When the line containing "filename crates/cellflow-core/src/annotation.rs" is found in the data below, copy it and each line after it through the line containing "pub struct AnnotationSet(BTreeMap<String, String>);", exactly and with no others.

Supplied material:
########################################
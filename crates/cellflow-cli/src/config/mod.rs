//! CLI configuration management.
//!
//! ```text
//! Cli
//! └── command
//!     ├── info <TABLE>                      # stored table summary
//!     └── plan --input SLOT=DIR ...         # iteration steps of a node
//!         ├── inputs: Vec<SlotSource>
//!         └── batching: BatchingArgs        # mode, columns, merge, missing data
//! ```
//!
//! Batching options can be provided via CLI arguments or `CELLFLOW_*`
//! environment variables. Use `--help` to see all available options.

mod batching;
mod input;

use std::path::PathBuf;

use clap::{Args, Parser, Subcommand};

pub use self::batching::{BatchingArgs, MatchingStrategy};
pub use self::input::SlotSource;

/// Complete CLI configuration.
#[derive(Debug, Clone, Parser)]
#[command(name = "cellflow")]
#[command(about = "Inspect cellflow data tables and batch plans")]
#[command(version)]
pub struct Cli {
    /// Command to run.
    #[command(subcommand)]
    pub command: Command,
}

/// Available commands.
#[derive(Debug, Clone, Subcommand)]
pub enum Command {
    /// Prints a summary of a stored table.
    Info(InfoArgs),
    /// Prints the iteration steps a node would execute over stored tables.
    Plan(PlanArgs),
}

/// Arguments of `cellflow info`.
#[derive(Debug, Clone, Args)]
pub struct InfoArgs {
    /// Directory holding the table manifest.
    pub table: PathBuf,
}

/// Arguments of `cellflow plan`.
#[derive(Debug, Clone, Args)]
pub struct PlanArgs {
    /// Input slot and the table directory feeding it, as `SLOT=DIR`.
    ///
    /// Repeat for every input slot of the node. The slot accepts the data
    /// type of its stored table.
    #[arg(short, long = "input", value_name = "SLOT=DIR", required = true)]
    pub inputs: Vec<SlotSource>,

    /// Input slots that are optional.
    #[arg(long, value_name = "SLOT", value_delimiter = ',')]
    pub optional: Vec<String>,

    /// Batching behavior of the node.
    #[clap(flatten)]
    pub batching: BatchingArgs,
}

#[cfg(test)]
mod tests {
    use cellflow_runtime::batch::{AnnotationMergeMode, IterationMode};

    use super::*;

    #[test]
    fn test_parse_plan_command() {
        let cli = Cli::try_parse_from([
            "cellflow",
            "plan",
            "--input",
            "Image=./run/Image",
            "-i",
            "Mask=./run/Mask",
            "--optional",
            "Mask",
            "--mode",
            "merging",
            "--merge",
            "keep_first",
        ])
        .unwrap();

        let Command::Plan(args) = cli.command else {
            panic!("expected plan command");
        };
        assert_eq!(args.inputs.len(), 2);
        assert_eq!(args.inputs[1].slot, "Mask");
        assert_eq!(args.optional, vec!["Mask"]);
        assert_eq!(args.batching.mode, IterationMode::Merging);
        assert_eq!(args.batching.merge, AnnotationMergeMode::KeepFirst);
    }

    #[test]
    fn test_plan_requires_inputs() {
        assert!(Cli::try_parse_from(["cellflow", "plan"]).is_err());
        assert!(Cli::try_parse_from(["cellflow", "plan", "--input", "Image"]).is_err());
    }
}
//! Type-tagged payloads.

use std::any::Any;
use std::fmt;
use std::sync::Arc;

use derive_more::{Display, From, Into};
use serde::{Deserialize, Serialize};

/// Identifier of a registered data type, e.g. `"imagej-imgplus-2d"`.
#[derive(Clone, PartialEq, Eq, Hash, PartialOrd, Ord, Serialize, Deserialize)]
#[derive(Display, From, Into)]
#[display("{_0}")]
#[serde(transparent)]
pub struct DataTypeId(String);

impl DataTypeId {
    /// Creates a new type id.
    pub fn new(id: impl Into<String>) -> Self {
        Self(id.into())
    }

    /// Returns the id as a string slice.
    pub fn as_str(&self) -> &str {
        &self.0
    }
}

impl fmt::Debug for DataTypeId {
    fn fmt(&self, f: &mut fmt::Formatter<'_>) -> fmt::Result {
        write!(f, "{:?}", self.0)
    }
}

impl From<&str> for DataTypeId {
    fn from(value: &str) -> Self {
        Self(value.to_owned())
    }
}

impl AsRef<str> for DataTypeId {
    fn as_ref(&self) -> &str {
        &self.0
    }
}

/// Payload carried by a data row.
///
/// Implemented for every serializable type, so node implementations can use
/// their own structs as payloads. The JSON form is only used by storage
/// backends.
pub trait Data: Any + fmt::Debug + Send + Sync {
    /// Returns the payload as [`Any`] for downcasting.
    fn as_any(&self) -> &dyn Any;

    /// Serializes the payload for persistence.
    fn to_json(&self) -> serde_json::Result<serde_json::Value>;
}

impl<T> Data for T
where
    T: Serialize + fmt::Debug + Send + Sync + 'static,
{
    fn as_any(&self) -> &dyn Any {
        self
    }

    fn to_json(&self) -> serde_json::Result<serde_json::Value> {
        serde_json::to_value(self)
    }
}

/// A payload tagged with the id of its data type.
///
/// Cloning is cheap: the payload is reference counted and never deep-copied.
#[derive(Clone)]
pub struct DataValue {
    data_type: DataTypeId,
    payload: Arc<dyn Data>,
}

impl DataValue {
    /// Wraps a payload of the given type.
    pub fn new(data_type: impl Into<DataTypeId>, payload: impl Data) -> Self {
        Self {
            data_type: data_type.into(),
            payload: Arc::new(payload),
        }
    }

    /// Wraps an already shared payload.
    pub fn from_arc(data_type: impl Into<DataTypeId>, payload: Arc<dyn Data>) -> Self {
        Self {
            data_type: data_type.into(),
            payload,
        }
    }

    /// Returns the id of the payload's data type.
    pub fn data_type(&self) -> &DataTypeId {
        &self.data_type
    }

    /// Returns the shared payload.
    pub fn payload(&self) -> &Arc<dyn Data> {
        &self.payload
    }

    /// Downcasts the payload to a concrete type.
    pub fn downcast_ref<T: Any>(&self) -> Option<&T> {
        self.payload.as_any().downcast_ref::<T>()
    }

    /// Returns whether both values point at the same payload allocation.
    pub fn shares_payload(&self, other: &DataValue) -> bool {
        std::ptr::addr_eq(Arc::as_ptr(&self.payload), Arc::as_ptr(&other.payload))
    }

    /// Serializes the payload for persistence.
    pub fn to_json(&self) -> serde_json::Result<serde_json::Value> {
        self.payload.to_json()
    }
}

impl PartialEq for DataValue {
    fn eq(&self, other: &Self) -> bool {
        self.data_type == other.data_type && self.shares_payload(other)
    }
}

impl fmt::Debug for DataValue {
    fn fmt(&self, f: &mut fmt::Formatter<'_>) -> fmt::Result {
        f.debug_struct("DataValue")
            .field("data_type", &self.data_type)
            .field("payload", &self.payload)
            .finish()
    }
}

#[cfg(test)]
mod tests {
    use super::*;

    #[test]
    fn test_downcast_payload() {
        let value = DataValue::new("number", 42.5_f64);

        assert_eq!(value.data_type().as_str(), "number");
        assert_eq!(value.downcast_ref::<f64>(), Some(&42.5));
        assert!(value.downcast_ref::<String>().is_none());
    }

    #[test]
    fn test_clone_shares_payload() {
        let value = DataValue::new("string", String::from("roi"));
        let copy = value.clone();
        let other = DataValue::new("string", String::from("roi"));

        assert!(value.shares_payload(&copy));
        assert_eq!(value, copy);
        assert_ne!(value, other);
    }

    #[test]
    fn test_payload_to_json() {
        let value = DataValue::new("json", serde_json::json!({ "width": 512 }));

        assert_eq!(value.to_json().unwrap()["width"], 512);
    }
}
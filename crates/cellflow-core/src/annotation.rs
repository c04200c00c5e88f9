//! Text annotations attached to data rows.

use std::collections::{BTreeMap, BTreeSet};
use std::fmt;

use serde::{Deserialize, Serialize};

/// Prefix of annotation names reserved for storage location metadata.
pub const RESERVED_PREFIX: &str = "cellflow:";

/// Reserved annotation name carrying the slot a persisted table belongs to.
pub const SLOT_LOCATION_KEY: &str = "cellflow:slot";

/// An immutable name/value text pair.
#[derive(Debug, Clone, PartialEq, Eq, Hash, PartialOrd, Ord, Serialize, Deserialize)]
pub struct Annotation {
    name: String,
    value: String,
}

impl Annotation {
    /// Creates a new annotation.
    pub fn new(name: impl Into<String>, value: impl Into<String>) -> Self {
        Self {
            name: name.into(),
            value: value.into(),
        }
    }

    /// Returns the annotation name.
    pub fn name(&self) -> &str {
        &self.name
    }

    /// Returns the annotation value.
    pub fn value(&self) -> &str {
        &self.value
    }
}

impl fmt::Display for Annotation {
    fn fmt(&self, f: &mut fmt::Formatter<'_>) -> fmt::Result {
        write!(f, "{}={}", self.name, self.value)
    }
}

/// Returns whether an annotation name is reserved for storage metadata.
pub fn is_reserved(name: &str) -> bool {
    name.starts_with(RESERVED_PREFIX)
}

/// Annotations of one row, unique by name and ordered by name.
#[derive(Debug, Clone, Default, PartialEq, Eq, Hash, PartialOrd, Ord, Serialize, Deserialize)]
#[serde(transparent)]
pub struct AnnotationSet(BTreeMap<String, String>);

impl AnnotationSet {
    /// Creates an empty set.
    pub fn new() -> Self {
        Self::default()
    }

    /// Adds an annotation, returning the set for chaining.
    pub fn with(mut self, name: impl Into<String>, value: impl Into<String>) -> Self {
        self.insert(name, value);
        self
    }

    /// Inserts an annotation, returning the value it replaced.
    pub fn insert(&mut self, name: impl Into<String>, value: impl Into<String>) -> Option<String> {
        self.0.insert(name.into(), value.into())
    }

    /// Removes an annotation by name.
    pub fn remove(&mut self, name: &str) -> Option<String> {
        self.0.remove(name)
    }

    /// Returns the value of an annotation.
    pub fn get(&self, name: &str) -> Option<&str> {
        self.0.get(name).map(String::as_str)
    }

    /// Returns whether an annotation with this name exists.
    pub fn contains(&self, name: &str) -> bool {
        self.0.contains_key(name)
    }

    /// Returns the number of annotations.
    pub fn len(&self) -> usize {
        self.0.len()
    }

    /// Returns whether the set is empty.
    pub fn is_empty(&self) -> bool {
        self.0.is_empty()
    }

    /// Iterates over `(name, value)` pairs in name order.
    pub fn iter(&self) -> impl Iterator<Item = (&str, &str)> {
        self.0.iter().map(|(k, v)| (k.as_str(), v.as_str()))
    }

    /// Iterates over annotation names in order.
    pub fn names(&self) -> impl Iterator<Item = &str> {
        self.0.keys().map(String::as_str)
    }

    /// Returns the annotations as owned [`Annotation`] values.
    pub fn to_annotations(&self) -> Vec<Annotation> {
        self.iter().map(|(k, v)| Annotation::new(k, v)).collect()
    }

    /// Restricts the set to the given names.
    pub fn project(&self, names: &BTreeSet<String>) -> AnnotationSet {
        self.0
            .iter()
            .filter(|(k, _)| names.contains(*k))
            .map(|(k, v)| (k.clone(), v.clone()))
            .collect()
    }

    /// Returns a copy without reserved storage annotations.
    pub fn without_reserved(&self) -> AnnotationSet {
        self.0
            .iter()
            .filter(|(k, _)| !is_reserved(k))
            .map(|(k, v)| (k.clone(), v.clone()))
            .collect()
    }

    /// Returns whether two sets agree on every name they share.
    ///
    /// Names present in only one of the sets act as wildcards.
    pub fn is_compatible(&self, other: &AnnotationSet) -> bool {
        let (small, large) = if self.len() <= other.len() {
            (self, other)
        } else {
            (other, self)
        };
        small
            .0
            .iter()
            .all(|(k, v)| large.0.get(k).is_none_or(|other| other == v))
    }

    /// Returns whether every annotation of `self` is also present in `other`.
    pub fn is_subset_of(&self, other: &AnnotationSet) -> bool {
        self.len() <= other.len()
            && self
                .0
                .iter()
                .all(|(k, v)| other.0.get(k).is_some_and(|other| other == v))
    }

    /// Returns the union of two compatible sets; `other` wins on disagreement.
    pub fn union(&self, other: &AnnotationSet) -> AnnotationSet {
        let mut merged = self.clone();
        for (k, v) in &other.0 {
            merged.0.insert(k.clone(), v.clone());
        }
        merged
    }

    /// Returns the underlying map.
    pub fn as_map(&self) -> &BTreeMap<String, String> {
        &self.0
    }
}

impl fmt::Display for AnnotationSet {
    fn fmt(&self, f: &mut fmt::Formatter<'_>) -> fmt::Result {
        f.write_str("{")?;
        for (i, (k, v)) in self.0.iter().enumerate() {
            if i > 0 {
                f.write_str(", ")?;
            }
            write!(f, "{k}={v}")?;
        }
        f.write_str("}")
    }
}

impl<K: Into<String>, V: Into<String>> FromIterator<(K, V)> for AnnotationSet {
    fn from_iter<I: IntoIterator<Item = (K, V)>>(iter: I) -> Self {
        Self(
            iter.into_iter()
                .map(|(k, v)| (k.into(), v.into()))
                .collect(),
        )
    }
}

impl FromIterator<Annotation> for AnnotationSet {
    fn from_iter<I: IntoIterator<Item = Annotation>>(iter: I) -> Self {
        Self(iter.into_iter().map(|a| (a.name, a.value)).collect())
    }
}

impl From<BTreeMap<String, String>> for AnnotationSet {
    fn from(map: BTreeMap<String, String>) -> Self {
        Self(map)
    }
}

impl IntoIterator for AnnotationSet {
    type IntoIter = std::collections::btree_map::IntoIter<String, String>;
    type Item = (String, String);

    fn into_iter(self) -> Self::IntoIter {
        self.0.into_iter()
    }
}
########################################
Task solution:
filename crates/cellflow-core/src/annotation.rs
repository c04200c00c5e88f9
//! Text annotations attached to data rows.

use std::collections::{BTreeMap, BTreeSet};
use std::fmt;

use serde::{Deserialize, Serialize};

/// Prefix of annotation names reserved for storage location metadata.
pub const RESERVED_PREFIX: &str = "cellflow:";

/// Reserved annotation name carrying the slot a persisted table belongs to.
pub const SLOT_LOCATION_KEY: &str = "cellflow:slot";

/// An immutable name/value text pair.
#[derive(Debug, Clone, PartialEq, Eq, Hash, PartialOrd, Ord, Serialize, Deserialize)]
pub struct Annotation {
    name: String,
    value: String,
}

impl Annotation {
    /// Creates a new annotation.
    pub fn new(name: impl Into<String>, value: impl Into<String>) -> Self {
        Self {
            name: name.into(),
            value: value.into(),
        }
    }

    /// Returns the annotation name.
    pub fn name(&self) -> &str {
        &self.name
    }

    /// Returns the annotation value.
    pub fn value(&self) -> &str {
        &self.value
    }
}

impl fmt::Display for Annotation {
    fn fmt(&self, f: &mut fmt::Formatter<'_>) -> fmt::Result {
        write!(f, "{}={}", self.name, self.value)
    }
}

/// Returns whether an annotation name is reserved for storage metadata.
pub fn is_reserved(name: &str) -> bool {
    name.starts_with(RESERVED_PREFIX)
}

/// Annotations of one row, unique by name and ordered by name.
#[derive(Debug, Clone, Default, PartialEq, Eq, Hash, PartialOrd, Ord, Serialize, Deserialize)]
#[serde(transparent)]
pub struct AnnotationSet(BTreeMap<String, String>);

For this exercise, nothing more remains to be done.